* **Exercise instructions**
For the word "StatusCode", count the lines in the records below that include it and give only that number.
── Excerpted records
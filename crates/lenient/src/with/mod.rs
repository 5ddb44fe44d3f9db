//! serde adapters for per-field tolerant decoding.
//!
//! Each submodule plugs into `#[serde(with = "...")]` on a record field.
//! The loose adapters (`loose_bool`, `epoch_seconds` and their `_opt`
//! variants) never fail the record decode; the fixed-format date adapters
//! (`date_ymd`, `date_time_utc`) surface parse failures as serde errors.
//!
//! For fields that may be missing entirely, pair the non-optional adapters
//! with `#[serde(default)]` (or `#[serde(default = "chrono::Utc::now")]`
//! for timestamps); the `_opt` adapters decode a missing or mismatched
//! field as `None`.

mod boolean;
mod date;
mod epoch;

pub use boolean::{loose_bool, loose_bool_opt};
pub use date::{date_time_utc, date_ymd};
pub use epoch::{epoch_seconds, epoch_seconds_opt};
//! API error types with IntoResponse
//!
//! Errors are converted to JSON responses with a `detail` field.

use axum::http::StatusCode;
use axum::response::{IntoResponse, Response};
use axum::Json;
use serde_json::json;

use crate::db::DbError;
use crate::models::ValidationError;

/// API error type with automatic HTTP status mapping
#[derive(Debug)]
pub enum ApiError {
    /// Request body or path failed validation (422)
    Validation(ValidationError),

    /// Resource not found (404)
    NotFound { resource: &'static str, id: String },

    /// Database error (500, logged)
    Database(DbError),
}

impl IntoResponse for ApiError {
    fn into_response(self) -> Response {
        let (status, body) = match &self {
            Self::Validation(e) => {
                tracing::debug!(error = %e, "request rejected");
                (StatusCode::UNPROCESSABLE_ENTITY, json!({ "detail": [e] }))
            }
            Self::NotFound { resource, id } => {
                tracing::debug!(resource = %resource, id = %id, "not found");
                (
                    StatusCode::NOT_FOUND,
                    json!({ "detail": format!("{} not found", resource) }),
                )
            }
            Self::Database(e) => {
                // Log the actual error, return generic message
                tracing::error!("Database error: {}", e);
                (
                    StatusCode::INTERNAL_SERVER_ERROR,
                    json!({ "detail": "Internal Server Error" }),
                )
            }
        };

        (status, Json(body)).into_response()
    }
}

impl From<ValidationError> for ApiError {
    fn from(e: ValidationError) -> Self {
        Self::Validation(e)
    }
}

impl From<DbError> for ApiError {
    fn from(e: DbError) -> Self {
        match e {
            DbError::NotFound { resource, id } => Self::NotFound { resource, id },
            _ => Self::Database(e),
        }
    }
}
────
* **The answer**
4